Fitness evaluation and pre-participation are standard practice in university sport. They screen the athletes for health problems and for high-risk behaviors which may affect performance throughout the season. Researchers from the Faculty of Physical Education and Recreation and the Faculty of Rehabilitation Medicine at the University of Alberta, measured pre-season fitness for six varsity teams.
They used a vertical jump test to estimate instantaneous anaerobic power and lower body strength and a sit and reach test to evaluate lower back and hip flexibility. Another test measured agility (acceleration, deceleration, pivoting and quick footwork). Push-ups were used to measure upper body endurance, and sit-ups determined core strength and flexibility. Shoulder flexibility was also assessed. Both practice and game time were recorded to give to time to injury.

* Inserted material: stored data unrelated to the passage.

// Copyright 2026 Boundless Foundation, Inc.
//
// Licensed under the Apache License, Version 2.0 (the "License");
// you may not use this file except in compliance with the License.
// You may obtain a copy of the License at
//
//     http://www.apache.org/licenses/LICENSE-2.0
//
// Unless required by applicable law or agreed to in writing, software
// distributed under the License is distributed on an "AS IS" BASIS,
// WITHOUT WARRANTIES OR CONDITIONS OF ANY KIND, either express or implied.
// See the License for the specific language governing permissions and
// limitations under the License.

//! SQL for the immutable event record tables.

use alloy::primitives::Address;
use sqlx::{any::AnyRow, AnyConnection, AnyPool, Row};

use super::{parse_address, parse_b256, parse_u256, to_i64, DbError, Page, PageRequest};
use crate::{
    events::{
        EmergencyWithdrawEvent, EventKind, EventMeta, RewardClaimEvent, StakeEvent, StakingEvent,
        WithdrawEvent,
    },
    ids::user_key,
};

const ORDER_NEWEST_FIRST: &str = "ORDER BY block_timestamp DESC, block_number DESC, log_index DESC";

pub(super) fn table_for(kind: EventKind) -> &'static str {
    match kind {
        EventKind::Stake => "stake_events",
        EventKind::Withdraw => "withdraw_events",
        EventKind::EmergencyWithdraw => "emergency_withdraw_events",
        EventKind::RewardClaim => "reward_claim_events",
    }
}

pub(super) async fn insert_event(
    conn: &mut AnyConnection,
    event: &StakingEvent,
) -> Result<(), DbError> {
    let meta = *event.meta();
    let query = match event {
        StakingEvent::Stake(e) => sqlx::query(
            "INSERT INTO stake_events (
                event_id,
                user_address,
                amount,
                event_timestamp,
                new_total_staked,
                reward_rate,
                tx_hash,
                log_index,
                block_number,
                block_timestamp
            ) VALUES ($1, $2, $3, $4, $5, $6, $7, $8, $9, $10)",
        )
        .bind(meta.id.to_string())
        .bind(user_key(e.user))
        .bind(e.amount.to_string())
        .bind(to_i64("event_timestamp", e.timestamp)?)
        .bind(e.new_total_staked.to_string())
        .bind(e.reward_rate.to_string()),
        StakingEvent::Withdraw(e) => sqlx::query(
            "INSERT INTO withdraw_events (
                event_id,
                user_address,
                amount,
                event_timestamp,
                new_total_staked,
                reward_rate,
                rewards_accrued,
                tx_hash,
                log_index,
                block_number,
                block_timestamp
            ) VALUES ($1, $2, $3, $4, $5, $6, $7, $8, $9, $10, $11)",
        )
        .bind(meta.id.to_string())
        .bind(user_key(e.user))
        .bind(e.amount.to_string())
        .bind(to_i64("event_timestamp", e.timestamp)?)
        .bind(e.new_total_staked.to_string())
        .bind(e.reward_rate.to_string())
        .bind(e.rewards_accrued.to_string()),
        StakingEvent::EmergencyWithdraw(e) => sqlx::query(
            "INSERT INTO emergency_withdraw_events (
                event_id,
                user_address,
                amount,
                penalty,
                event_timestamp,
                new_total_staked,
                tx_hash,
                log_index,
                block_number,
                block_timestamp
            ) VALUES ($1, $2, $3, $4, $5, $6, $7, $8, $9, $10)",
        )
        .bind(meta.id.to_string())
        .bind(user_key(e.user))
        .bind(e.amount.to_string())
        .bind(e.penalty.to_string())
        .bind(to_i64("event_timestamp", e.timestamp)?)
        .bind(e.new_total_staked.to_string()),
        StakingEvent::RewardClaim(e) => sqlx::query(
            "INSERT INTO reward_claim_events (
                event_id,
                user_address,
                amount,
                event_timestamp,
                new_pending_rewards,
                total_staked,
                tx_hash,
                log_index,
                block_number,
                block_timestamp
            ) VALUES ($1, $2, $3, $4, $5, $6, $7, $8, $9, $10)",
        )
        .bind(meta.id.to_string())
        .bind(user_key(e.user))
        .bind(e.amount.to_string())
        .bind(to_i64("event_timestamp", e.timestamp)?)
        .bind(e.new_pending_rewards.to_string())
        .bind(e.total_staked.to_string()),
    };

    query
        .bind(format!("{:x}", meta.tx_hash))
        .bind(i64::from(meta.log_index))
        .bind(to_i64("block_number", meta.block_number)?)
        .bind(to_i64("block_timestamp", meta.block_timestamp)?)
        .execute(&mut *conn)
        .await?;

    Ok(())
}

fn row_meta(row: &AnyRow) -> Result<EventMeta, DbError> {
    let tx_hash = parse_b256("tx_hash", row.try_get("tx_hash")?)?;
    let log_index: i64 = row.try_get("log_index")?;
    let log_index = i32::try_from(log_index)
        .map_err(|_| DbError::BadColumn { column: "log_index", value: log_index.to_string() })?;
    let block_number: i64 = row.try_get("block_number")?;
    let block_timestamp: i64 = row.try_get("block_timestamp")?;
    Ok(EventMeta::new(tx_hash, log_index, block_number as u64, block_timestamp as u64))
}

fn row_user(row: &AnyRow) -> Result<Address, DbError> {
    parse_address("user_address", row.try_get("user_address")?)
}

fn row_timestamp(row: &AnyRow) -> Result<u64, DbError> {
    let ts: i64 = row.try_get("event_timestamp")?;
    Ok(ts as u64)
}

pub(super) fn row_to_stake(row: &AnyRow) -> Result<StakeEvent, DbError> {
    Ok(StakeEvent {
        meta: row_meta(row)?,
        user: row_user(row)?,
        amount: parse_u256("amount", row.try_get("amount")?)?,
        timestamp: row_timestamp(row)?,
        new_total_staked: parse_u256("new_total_staked", row.try_get("new_total_staked")?)?,
        reward_rate: parse_u256("reward_rate", row.try_get("reward_rate")?)?,
    })
}

pub(super) fn row_to_withdraw(row: &AnyRow) -> Result<WithdrawEvent, DbError> {
    Ok(WithdrawEvent {
        meta: row_meta(row)?,
        user: row_user(row)?,
        amount: parse_u256("amount", row.try_get("amount")?)?,
        timestamp: row_timestamp(row)?,
        new_total_staked: parse_u256("new_total_staked", row.try_get("new_total_staked")?)?,
        reward_rate: parse_u256("reward_rate", row.try_get("reward_rate")?)?,
        rewards_accrued: parse_u256("rewards_accrued", row.try_get("rewards_accrued")?)?,
    })
}

pub(super) fn row_to_emergency_withdraw(row: &AnyRow) -> Result<EmergencyWithdrawEvent, DbError> {
    Ok(EmergencyWithdrawEvent {
        meta: row_meta(row)?,
        user: row_user(row)?,
        amount: parse_u256("amount", row.try_get("amount")?)?,
        penalty: parse_u256("penalty", row.try_get("penalty")?)?,
        timestamp: row_timestamp(row)?,
        new_total_staked: parse_u256("new_total_staked", row.try_get("new_total_staked")?)?,
    })
}

pub(super) fn row_to_reward_claim(row: &AnyRow) -> Result<RewardClaimEvent, DbError> {
    Ok(RewardClaimEvent {
        meta: row_meta(row)?,
        user: row_user(row)?,
        amount: parse_u256("amount", row.try_get("amount")?)?,
        timestamp: row_timestamp(row)?,
        new_pending_rewards: parse_u256(
            "new_pending_rewards",
            row.try_get("new_pending_rewards")?,
        )?,
        total_staked: parse_u256("total_staked", row.try_get("total_staked")?)?,
    })
}

/// Fetches one page of a single event table, optionally filtered by user.
pub(super) async fn list_page<T>(
    pool: &AnyPool,
    kind: EventKind,
    user: Option<Address>,
    request: PageRequest,
    map: fn(&AnyRow) -> Result<T, DbError>,
) -> Result<Page<T>, DbError> {
    let table = table_for(kind);
    let rows = match user {
        Some(user) => {
            let query_str = format!(
                "SELECT * FROM {table} WHERE user_address = $1 {ORDER_NEWEST_FIRST} LIMIT $2 OFFSET $3"
            );
            sqlx::query(&query_str)
                .bind(user_key(user))
                .bind(i64::from(request.page_size))
                .bind(to_i64("offset", request.offset())?)
                .fetch_all(pool)
                .await?
        }
        None => {
            let query_str =
                format!("SELECT * FROM {table} {ORDER_NEWEST_FIRST} LIMIT $1 OFFSET $2");
            sqlx::query(&query_str)
                .bind(i64::from(request.page_size))
                .bind(to_i64("offset", request.offset())?)
                .fetch_all(pool)
                .await?
        }
    };

    let items = rows.iter().map(map).collect::<Result<Vec<_>, _>>()?;
    Ok(Page::new(items, request))
}

// Every kind projected onto one column set so the tables can be merged.
const ACTIVITY_QUERY: &str = "
    SELECT 'stake' AS kind, event_id, user_address, amount,
           CAST(NULL AS TEXT) AS penalty, event_timestamp, new_total_staked,
           reward_rate, CAST(NULL AS TEXT) AS rewards_accrued,
           CAST(NULL AS TEXT) AS new_pending_rewards, CAST(NULL AS TEXT) AS total_staked,
           tx_hash, log_index, block_number, block_timestamp
    FROM stake_events WHERE user_address = $1
    UNION ALL
    SELECT 'withdraw' AS kind, event_id, user_address, amount,
           CAST(NULL AS TEXT) AS penalty, event_timestamp, new_total_staked,
           reward_rate, rewards_accrued,
           CAST(NULL AS TEXT) AS new_pending_rewards, CAST(NULL AS TEXT) AS total_staked,
           tx_hash, log_index, block_number, block_timestamp
    FROM withdraw_events WHERE user_address = $1
    UNION ALL
    SELECT 'emergency_withdraw' AS kind, event_id, user_address, amount,
           penalty, event_timestamp, new_total_staked,
           CAST(NULL AS TEXT) AS reward_rate, CAST(NULL AS TEXT) AS rewards_accrued,
           CAST(NULL AS TEXT) AS new_pending_rewards, CAST(NULL AS TEXT) AS total_staked,
           tx_hash, log_index, block_number, block_timestamp
    FROM emergency_withdraw_events WHERE user_address = $1
    UNION ALL
    SELECT 'reward_claim' AS kind, event_id, user_address, amount,
           CAST(NULL AS TEXT) AS penalty, event_timestamp, CAST(NULL AS TEXT) AS new_total_staked,
           CAST(NULL AS TEXT) AS reward_rate, CAST(NULL AS TEXT) AS rewards_accrued,
           new_pending_rewards, total_staked,
           tx_hash, log_index, block_number, block_timestamp
    FROM reward_claim_events WHERE user_address = $1
";

pub(super) async fn list_activity(
    pool: &AnyPool,
    user: Address,
    request: PageRequest,
) -> Result<Page<StakingEvent>, DbError> {
    let query_str = format!(
        "SELECT * FROM ({ACTIVITY_QUERY}) AS activity {ORDER_NEWEST_FIRST} LIMIT $2 OFFSET $3"
    );
    let rows = sqlx::query(&query_str)
        .bind(user_key(user))
        .bind(i64::from(request.page_size))
        .bind(to_i64("offset", request.offset())?)
        .fetch_all(pool)
        .await?;

    let mut items = Vec::with_capacity(rows.len());
    for row in &rows {
        let kind: String = row.try_get("kind")?;
        let kind = kind
            .parse::<EventKind>()
            .map_err(|_| DbError::BadColumn { column: "kind", value: kind })?;
        items.push(match kind {
            EventKind::Stake => StakingEvent::Stake(row_to_stake(row)?),
            EventKind::Withdraw => StakingEvent::Withdraw(row_to_withdraw(row)?),
            EventKind::EmergencyWithdraw => {
                StakingEvent::EmergencyWithdraw(row_to_emergency_withdraw(row)?)
            }
            EventKind::RewardClaim => StakingEvent::RewardClaim(row_to_reward_claim(row)?),
        });
    }

    Ok(Page::new(items, request))
}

Over two thirds of the sports players in the study suffered injury throughout the season, most commonly muscle or tendon strain in the legs or feet. Although players missed practice time due to their injuries (55% missed at least one practice due to injury) most did not miss any games. In fact about 40% of injuries occurred during preseason practice.
Time to first injury was shorter for the women than the men occurring on average 40% of the way through the season for female athletes, and 66% of the way through the season for males. Time to injury also depended on sport with the injuries occurring sooner in volleyball than any other sport tested. For women, volleyball injury occurred, on average, less than 20% of the way through the season, and 35% for men. Men’s hockey was the safest sport with first injuries only occurring, on average, three quarters of the way through the season.
Analysis of the fitness evaluation showed that time to injury was not affected by the level of pre-season fitness. Michael Kennedy, one of the team who performed this study explained, “The only association we found between preseason fitness and injury was that lower upper body strength, as evaluated by push-ups, was associated with a shorter time to injury – this was despite most of the injuries being associated with the lower body.”
Prof Kennedy continued, “Our study attempted to answer the question whether fitter athletes are more resilient to injury than less fit athletes. We know from our data that differences exist between risk of injury in pre-season training, regular season training and actual games. However most importantly our data clearly show that time to first injury for athletes is more heavily influenced by gender and sport than pre-season fitness.”